§ **WHAT IS NEEDED**:
Extract the lines from the first line of the records below through the line containing "buffer so that", inclusive, and reproduce them exactly as written.

§ **GIVEN ENTRIES**:
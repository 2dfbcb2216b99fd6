//! Interactive shell sessions.
//!
//! A [`Shell`] wraps a session channel that has a pty and a running shell.
//! Output is accumulated in an internal buffer so that
//! [`Shell::read_until`] can hand back exactly the bytes up to a match and
//! keep the rest for the next call.
//!
//! # Example
//!
//! ```rust,no_run
//! use tern_proto::ssh::client::{SshClient, SshClientConfig};
//! use tern_proto::ssh::connection::PtyRequest;
//!
//! # #[tokio::main]
//! # async fn main() -> Result<(), Box<dyn std::error::Error>> {
//! let mut client = SshClient::connect("server:22", SshClientConfig::default()).await?;
//! client.login_password("user", "password").await?;
//!
//! let mut shell = client.shell(&PtyRequest::default()).await?;
//! shell.read_until("$ ").await?;
//! shell.write(b"uname\n").await?;
//! let out = shell.read_until("$ ").await?;
//! println!("{}", String::from_utf8_lossy(&out));
//! shell.close().await?;
//! # Ok(())
//! # }
//! ```

use crate::ssh::channel::{ChannelId, ExitStatus};
use crate::ssh::client::SshClient;
use crate::ssh::connection::PtyRequest;
use regex::bytes::Regex;
use tern_platform::{TernError, TernResult};
use tokio::io::{AsyncRead, AsyncWrite};

/// What [`Shell::read_until`] waits for.
#[derive(Debug, Clone, Copy)]
pub enum Pattern<'p> {
    /// Exact byte sequence
    Literal(&'p [u8]),
    /// Regular expression over raw bytes
    Regex(&'p Regex),
}

impl Pattern<'_> {
    /// End offset of the first match in `haystack`.
    fn find_end(&self, haystack: &[u8]) -> Option<usize> {
        match self {
            Pattern::Literal(needle) if needle.is_empty() => Some(0),
            Pattern::Literal(needle) => haystack
                .windows(needle.len())
                .position(|w| w == *needle)
                .map(|start| start + needle.len()),
            Pattern::Regex(re) => re.find(haystack).map(|m| m.end()),
        }
    }
}

impl<'p> From<&'p str> for Pattern<'p> {
    fn from(s: &'p str) -> Self {
        Pattern::Literal(s.as_bytes())
    }
}

impl<'p> From<&'p [u8]> for Pattern<'p> {
    fn from(b: &'p [u8]) -> Self {
        Pattern::Literal(b)
    }
}

impl<'p> From<&'p Regex> for Pattern<'p> {
    fn from(re: &'p Regex) -> Self {
        Pattern::Regex(re)
    }
}

/// An interactive shell on one channel.
#[derive(Debug)]
pub struct Shell<'a, S> {
    client: &'a mut SshClient<S>,
    channel: ChannelId,
    buffer: Vec<u8>,
}

impl<S> SshClient<S>
where
    S: AsyncRead + AsyncWrite + Unpin + Send,
{
    /// Opens a pty shell and returns a handle borrowing this client.
    pub async fn shell(&mut self, pty: &PtyRequest) -> TernResult<Shell<'_, S>> {
        let channel = self.open_shell(pty).await?;
        Ok(Shell {
            client: self,
            channel,
            buffer: Vec::new(),
        })
    }
}

impl<'a, S> Shell<'a, S>
where
    S: AsyncRead + AsyncWrite + Unpin + Send,
{
    /// Wraps a channel already running a shell.
    pub fn from_channel(client: &'a mut SshClient<S>, channel: ChannelId) -> Self {
        Self {
            client,
            channel,
            buffer: Vec::new(),
        }
    }

    /// Channel carrying the shell.
    pub fn channel(&self) -> ChannelId {
        self.channel
    }

    /// Sends keystrokes.
    pub async fn write(&mut self, data: &[u8]) -> TernResult<()> {
        self.client.write(self.channel, data).await
    }

    /// Reads until `pattern` matches and returns everything up to and
    /// including the match. Bytes after the match stay buffered.
    ///
    /// On the soft timeout the partial output is kept for the next call and
    /// [`TernError::Timeout`] is returned.
    pub async fn read_until<'p>(&mut self, pattern: impl Into<Pattern<'p>>) -> TernResult<Vec<u8>> {
        let pattern = pattern.into();
        self.client.arm();
        let result = self.fill_until(pattern).await;
        self.client.settle(result)
    }

    async fn fill_until(&mut self, pattern: Pattern<'_>) -> TernResult<Vec<u8>> {
        loop {
            if let Some(end) = pattern.find_end(&self.buffer) {
                let rest = self.buffer.split_off(end);
                return Ok(std::mem::replace(&mut self.buffer, rest));
            }
            match self.client.read_inner(self.channel).await? {
                Some(chunk) => self.buffer.extend_from_slice(&chunk),
                None => {
                    return Err(TernError::Channel(format!(
                        "Shell on channel {} ended before the pattern matched",
                        self.channel
                    )))
                }
            }
        }
    }

    /// Returns whatever output is buffered, without waiting.
    pub async fn read_available(&mut self) -> TernResult<Vec<u8>> {
        let more = self.client.read_buffered(self.channel).await?;
        let mut out = std::mem::take(&mut self.buffer);
        out.extend_from_slice(&more);
        Ok(out)
    }

    /// Tells the server the terminal size changed.
    pub async fn resize(&mut self, columns: u32, rows: u32) -> TernResult<()> {
        self.client.window_change(self.channel, columns, rows).await
    }

    /// Closes the shell channel.
    pub async fn close(self) -> TernResult<Option<ExitStatus>> {
        self.client.close_channel(self.channel).await
    }
}
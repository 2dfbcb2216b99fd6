//! Stat cache.
//!
//! Attributes are kept in a tree keyed by path segment, so dropping a
//! directory drops everything cached beneath it in one step.

use super::types::FileAttributes;
use std::collections::HashMap;

#[derive(Debug, Default)]
struct Node {
    stat: Option<FileAttributes>,
    lstat: Option<FileAttributes>,
    children: HashMap<String, Node>,
}

impl Node {
    fn is_empty(&self) -> bool {
        self.stat.is_none() && self.lstat.is_none() && self.children.is_empty()
    }
}

/// Which lookup a cached snapshot answers.
#[derive(Debug, Clone, Copy, PartialEq, Eq)]
pub enum StatKind {
    /// Symlinks followed
    Stat,
    /// Symlinks not followed
    Lstat,
}

/// Cached attributes for absolute, normalized paths.
#[derive(Debug, Default)]
pub struct StatCache {
    root: Node,
}

fn segments(path: &str) -> impl Iterator<Item = &str> {
    path.split('/').filter(|s| !s.is_empty())
}

impl StatCache {
    /// Creates an empty cache.
    pub fn new() -> Self {
        Self::default()
    }

    fn node(&self, path: &str) -> Option<&Node> {
        segments(path).try_fold(&self.root, |node, seg| node.children.get(seg))
    }

    fn node_mut(&mut self, path: &str) -> &mut Node {
        segments(path).fold(&mut self.root, |node, seg| {
            node.children.entry(seg.to_string()).or_default()
        })
    }

    /// Cached snapshot, if any.
    pub fn get(&self, path: &str, kind: StatKind) -> Option<&FileAttributes> {
        let node = self.node(path)?;
        match kind {
            StatKind::Stat => node.stat.as_ref(),
            StatKind::Lstat => node.lstat.as_ref(),
        }
    }

    /// Stores a snapshot.
    pub fn put(&mut self, path: &str, kind: StatKind, attrs: FileAttributes) {
        let node = self.node_mut(path);
        match kind {
            StatKind::Stat => node.stat = Some(attrs),
            StatKind::Lstat => node.lstat = Some(attrs),
        }
    }

    /// Drops `path`, its subtree, and the snapshots of its parent
    /// directory, whose size and times change with its contents.
    pub fn invalidate(&mut self, path: &str) {
        let parts: Vec<&str> = segments(path).collect();
        let Some((last, parents)) = parts.split_last() else {
            self.clear();
            return;
        };

        let mut node = &mut self.root;
        for seg in parents {
            match node.children.get_mut(*seg) {
                Some(child) => node = child,
                None => return,
            }
        }
        node.stat = None;
        node.lstat = None;
        node.children.remove(*last);
    }

    /// Drops everything.
    pub fn clear(&mut self) {
        self.root = Node::default();
    }

    /// Whether nothing is cached.
    pub fn is_empty(&self) -> bool {
        self.root.is_empty()
    }
}

#[cfg(test)]
mod tests {
    use super::*;

    fn attrs(size: u64) -> FileAttributes {
        FileAttributes {
            size: Some(size),
            ..Default::default()
        }
    }

    #[test]
    fn test_put_and_get() {
        let mut cache = StatCache::new();
        cache.put("/a/b", StatKind::Stat, attrs(1));
        assert_eq!(cache.get("/a/b", StatKind::Stat), Some(&attrs(1)));
        assert_eq!(cache.get("/a//b/", StatKind::Stat), Some(&attrs(1)));
        assert!(cache.get("/a/b", StatKind::Lstat).is_none());
        assert!(cache.get("/a", StatKind::Stat).is_none());
    }

    #[test]
    fn test_invalidate_drops_subtree_and_parent() {
        let mut cache = StatCache::new();
        cache.put("/a", StatKind::Stat, attrs(4096));
        cache.put("/a/b", StatKind::Stat, attrs(1));
        cache.put("/a/b/c", StatKind::Lstat, attrs(2));
        cache.put("/a/d", StatKind::Stat, attrs(3));

        cache.invalidate("/a/b");
        assert!(cache.get("/a/b", StatKind::Stat).is_none());
        assert!(cache.get("/a/b/c", StatKind::Lstat).is_none());
        assert!(cache.get("/a", StatKind::Stat).is_none());
        assert_eq!(cache.get("/a/d", StatKind::Stat), Some(&attrs(3)));
    }

    #[test]
    fn test_invalidate_unknown_path_is_noop() {
        let mut cache = StatCache::new();
        cache.put("/x", StatKind::Stat, attrs(1));
        cache.invalidate("/y/z");
        assert_eq!(cache.get("/x", StatKind::Stat), Some(&attrs(1)));
    }

    #[test]
    fn test_clear() {
        let mut cache = StatCache::new();
        cache.put("/x", StatKind::Stat, attrs(1));
        cache.invalidate("/");
        assert!(cache.is_empty());
    }
}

§ **YOUR SOLUTION**:
repository 2dfbcb2216b99fd6
//! Interactive shell sessions.
//!
//! A [`Shell`] wraps a session channel that has a pty and a running shell.
//! Output is accumulated in an internal buffer so that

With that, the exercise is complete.